Nah we sat on the inside. I couldn’t do anything, I was in so much pain, so we sat maybe 300-400 metres in where it’s a bit calmer and just slowly idled around, went to the channel and I just sat into the channel for a while, because my ears were fucked and I couldn’t hear a thing.
I was coughing up blood, and everyone said I was down for about a minute, that I was down for a full three waves.
So I was pinned on the bottom and I could feel myself getting slowly dragged along the reef. It wasn’t letting me up, or pushing me harder, it was just dragging me along the reef.
I was holding my camera in one hand and looking for my inflation vest, because I was like, ‘Fuck, I’ve never been on the bottom before’, and my head was just pounding, because when you’re 15 metres deep and with a tonne of water on you it’s a lot of pressure.
I pulled one canister and it felt like it was half going up, because there was so much pressure on me, so I was like, ‘Fuck it I’ve got to pull the other one’.
I pulled two and pretty much held onto my camera because I could feel the vest was obviously inflated, and I knew I was eventually going to go to the top.
I was down there, probably about the same depth, maybe just above the reef by then, and I felt the next one come over. You know when it’s coming because when you feel the next wave it starts sucking you back out to sea, back the other way because it’s starting to take all the water off the reef again.
So I could feel myself getting sucked back out along the reef.
The kind of vision Brad was chasing, but bigger.
Is this the worst wipeout anyone’s ever had out there?
Andrew Semark was out there, and so was Chris White—who found the place— and they’ve seen some of the worst wipeouts out there, and they reckon that was the longest and worst wipeout out there—actually maybe Ant-Man’s (Paul Paterson, Jake’s brother). Ant-Man had one that was pretty much a similar situation, I think he had two, two and a half, maybe three waves, and they reckon he was in the same situation, just came up lifeless, you know?
It was about as heavy as it gets for me. I was just telling myself to relax, to not let water in, and was aware that I was going unconscious because I was blacking out.
This is a wave you know quite well, right?
Yeah, it’s one of the main waves that we surf in winter, especially when it’s big—over four metres and up, when you’re getting 15-foot waves it’s where you surf.
And it’s the first time that anything like this has ever happened to you?
Yeah I’ve never, that I can think of, blacked out.
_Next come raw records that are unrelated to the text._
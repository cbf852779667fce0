//! Static reference tables: monthly climate, crop catalog and soil catalog
//!
//! The tables are read-only for the lifetime of the process. Consumers go
//! through [`ReferenceTables`] so tests and alternative data sets can plug
//! in their own tables.

use crate::models::{ClimateRecord, Crop, SoilType};
use crate::types::{Month, Season};

/// Read-only lookup service over the climate, crop and soil tables
pub trait ReferenceTables: Send + Sync {
    /// One record per month, in calendar order
    fn climate(&self) -> &[ClimateRecord];

    fn crops(&self) -> &[Crop];

    fn soils(&self) -> &[SoilType];

    fn crop(&self, id: &str) -> Option<&Crop> {
        self.crops().iter().find(|c| c.id == id)
    }

    fn soil(&self, id: &str) -> Option<&SoilType> {
        self.soils().iter().find(|s| s.id == id)
    }

    /// Months whose climate record lists the crop as suitable, in calendar order
    fn suitable_months(&self, crop_id: &str) -> Vec<Month> {
        self.climate()
            .iter()
            .filter(|record| record.is_suitable_for(crop_id))
            .map(|record| record.month)
            .collect()
    }
}

/// In-memory reference tables
#[derive(Debug, Clone)]
pub struct StaticReferenceTables {
    climate: Vec<ClimateRecord>,
    crops: Vec<Crop>,
    soils: Vec<SoilType>,
}

impl StaticReferenceTables {
    /// Build tables from arbitrary data. Climate records are sorted into
    /// calendar order.
    pub fn new(mut climate: Vec<ClimateRecord>, crops: Vec<Crop>, soils: Vec<SoilType>) -> Self {
        climate.sort_by_key(|record| record.month);
        Self {
            climate,
            crops,
            soils,
        }
    }

    /// The tables shipped with the application
    pub fn builtin() -> Self {
        Self::new(builtin_climate(), builtin_crops(), builtin_soils())
    }
}

impl ReferenceTables for StaticReferenceTables {
    fn climate(&self) -> &[ClimateRecord] {
        &self.climate
    }

    fn crops(&self) -> &[Crop] {
        &self.crops
    }

    fn soils(&self) -> &[SoilType] {
        &self.soils
    }
}

fn strings(items: &[&str]) -> Vec<String> {
    items.iter().map(|s| s.to_string()).collect()
}

fn month(
    month: Month,
    temperature: f64,
    rainfall: f64,
    humidity: f64,
    suitable_crops: &[&str],
    season: Season,
) -> ClimateRecord {
    ClimateRecord {
        month,
        temperature,
        rainfall,
        humidity,
        suitable_crops: strings(suitable_crops),
        season,
    }
}

fn builtin_climate() -> Vec<ClimateRecord> {
    use Month::*;
    use Season::*;

    vec![
        month(January, 17.0, 18.0, 62.0, &["sugarcane", "tomato"], Rabi),
        month(February, 20.0, 20.0, 55.0, &["maize", "sugarcane", "tomato"], Rabi),
        month(March, 25.0, 15.0, 45.0, &["maize", "sugarcane"], Zaid),
        month(April, 30.0, 12.0, 40.0, &["cotton"], Zaid),
        month(May, 33.0, 25.0, 45.0, &["cotton"], Zaid),
        month(June, 31.0, 150.0, 70.0, &["rice", "maize", "cotton", "tomato"], Kharif),
        month(July, 29.0, 280.0, 82.0, &["rice", "maize", "tomato"], Kharif),
        month(August, 28.0, 260.0, 84.0, &["rice"], Kharif),
        month(September, 28.0, 170.0, 78.0, &["mustard"], Kharif),
        month(
            October,
            26.0,
            60.0,
            68.0,
            &["wheat", "mustard", "chickpea", "sugarcane"],
            Rabi,
        ),
        month(November, 22.0, 15.0, 62.0, &["wheat", "chickpea", "tomato"], Rabi),
        month(December, 18.0, 10.0, 63.0, &["wheat", "tomato"], Rabi),
    ]
}

fn crop(
    id: &str,
    name: &str,
    season: Season,
    growth_duration: &str,
    ideal_temperature: &str,
    water_requirement: &str,
    soil_preference: &[&str],
) -> Crop {
    Crop {
        id: id.to_string(),
        name: name.to_string(),
        season,
        growth_duration: growth_duration.to_string(),
        ideal_temperature: ideal_temperature.to_string(),
        water_requirement: water_requirement.to_string(),
        soil_preference: strings(soil_preference),
    }
}

fn builtin_crops() -> Vec<Crop> {
    use Season::*;

    vec![
        crop("rice", "Rice", Kharif, "120-150 days", "20-35°C", "High", &["clay", "alluvial"]),
        crop("wheat", "Wheat", Rabi, "110-130 days", "10-25°C", "Medium", &["alluvial", "black"]),
        crop("maize", "Maize", Kharif, "90-110 days", "18-27°C", "Medium", &["alluvial", "red"]),
        crop("cotton", "Cotton", Kharif, "150-180 days", "21-30°C", "Medium", &["black"]),
        crop(
            "sugarcane",
            "Sugarcane",
            Perennial,
            "10-18 months",
            "20-35°C",
            "High",
            &["alluvial", "black"],
        ),
        crop("mustard", "Mustard", Rabi, "110-140 days", "10-25°C", "Low", &["alluvial", "sandy"]),
        crop("chickpea", "Chickpea", Rabi, "90-120 days", "15-25°C", "Low", &["black", "sandy"]),
        crop(
            "tomato",
            "Tomato",
            Zaid,
            "60-90 days",
            "20-27°C",
            "Medium",
            &["red", "sandy", "alluvial"],
        ),
    ]
}

fn soil(id: &str, name: &str, description: &str, characteristics: &[&str]) -> SoilType {
    SoilType {
        id: id.to_string(),
        name: name.to_string(),
        description: description.to_string(),
        characteristics: strings(characteristics),
    }
}

fn builtin_soils() -> Vec<SoilType> {
    vec![
        soil(
            "alluvial",
            "Alluvial Soil",
            "Deposited by rivers, found across the northern plains",
            &["high natural fertility", "good water retention", "rich potash content"],
        ),
        soil(
            "black",
            "Black Soil",
            "Clay-rich soil formed from volcanic rock",
            &["high moisture retention", "rich calcium and magnesium", "self-ploughing cracks"],
        ),
        soil(
            "red",
            "Red Soil",
            "Iron-rich soil formed from crystalline rock",
            &["good drainage", "iron oxide content"],
        ),
        soil(
            "laterite",
            "Laterite Soil",
            "Leached soil of high-rainfall regions",
            &["good drainage", "suitability for plantation crops"],
        ),
        soil(
            "sandy",
            "Sandy Soil",
            "Light, loose soil with large particles",
            &["fast warming in spring", "easy tillage", "good aeration"],
        ),
        soil(
            "clay",
            "Clay Soil",
            "Heavy soil with fine particles",
            &["high water holding capacity", "high nutrient retention"],
        ),
    ]
}

#[cfg(test)]
mod tests {
    use super::*;

    #[test]
    fn builtin_climate_covers_every_month_once() {
        let tables = StaticReferenceTables::builtin();
        let months: Vec<Month> = tables.climate().iter().map(|r| r.month).collect();
        assert_eq!(months, Month::ALL.to_vec());
    }

    #[test]
    fn builtin_crop_ids_are_referenced_by_climate() {
        let tables = StaticReferenceTables::builtin();
        for crop in tables.crops() {
            assert!(
                !tables.suitable_months(&crop.id).is_empty(),
                "crop {} has no planting month",
                crop.id
            );
        }
    }

    #[test]
    fn builtin_soil_preferences_exist() {
        let tables = StaticReferenceTables::builtin();
        for crop in tables.crops() {
            for soil_id in &crop.soil_preference {
                assert!(tables.soil(soil_id).is_some(), "unknown soil {}", soil_id);
            }
        }
    }

    #[test]
    fn suitable_months_in_calendar_order() {
        let tables = StaticReferenceTables::builtin();
        assert_eq!(
            tables.suitable_months("tomato"),
            vec![
                Month::January,
                Month::February,
                Month::June,
                Month::July,
                Month::November,
                Month::December
            ]
        );
    }

    #[test]
    fn new_sorts_climate_records() {
        let records = builtin_climate().into_iter().rev().collect();
        let tables = StaticReferenceTables::new(records, vec![], vec![]);
        assert_eq!(tables.climate()[0].month, Month::January);
        assert_eq!(tables.climate()[11].month, Month::December);
    }

    #[test]
    fn unknown_ids_are_absent() {
        let tables = StaticReferenceTables::builtin();
        assert!(tables.crop("quinoa").is_none());
        assert!(tables.soil("peat").is_none());
        assert!(tables.suitable_months("quinoa").is_empty());
    }
}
I’ve had plenty of two wave hold downs, but I’ve never had three wave hold down that’s had me under so deep and for close to a minute.
Are you training breath holds to surf these sort of waves?
I’ve always been pretty confident in my fitness. I’m not doing breath-hold training, but I train and keep my fitness pretty high. Yesterday definitely opened my eyes to it, if you could do breath hold training and get another 20 seconds it’d definitely be a fucking big advantage to saving your own life.
But that’s pretty hard with work. It’s hard to find time to surf, to work, to do breath-hold training. You try and do as much as you can, but it is what it is.
So what now? How are you feeling? What are you going to do next? Are you going to get out there again?
It’s hard. It’d be hard to say I’m never, I mean I’m definitely going to go back there. It’s one of my favourite waves, and doing the double thing is something I’ve been doing a bit. I was doing them with Jack Robbo a few years ago…
But doing the double thing on a big one was something that I’d never done and no one’s ever done—except Mark. He did it years and years ago, didn’t he? With Taj and almost ended up in the same situation.
It’s a fucken heavy wave! There’s no other wave that’ll push you so deep. Everyone who comes there always says it’s the worst place to wipe out in the world. Nowhere beats you up like that, nowhere makes your ears burst, or just from the depth of where you are makes your nose bleed or anything like that.
“So are you back to work tomorrow?” We asked Brad. “Ummmm, yeah I’ll probably get stuck back into it.” (Photo: Andrew Semark)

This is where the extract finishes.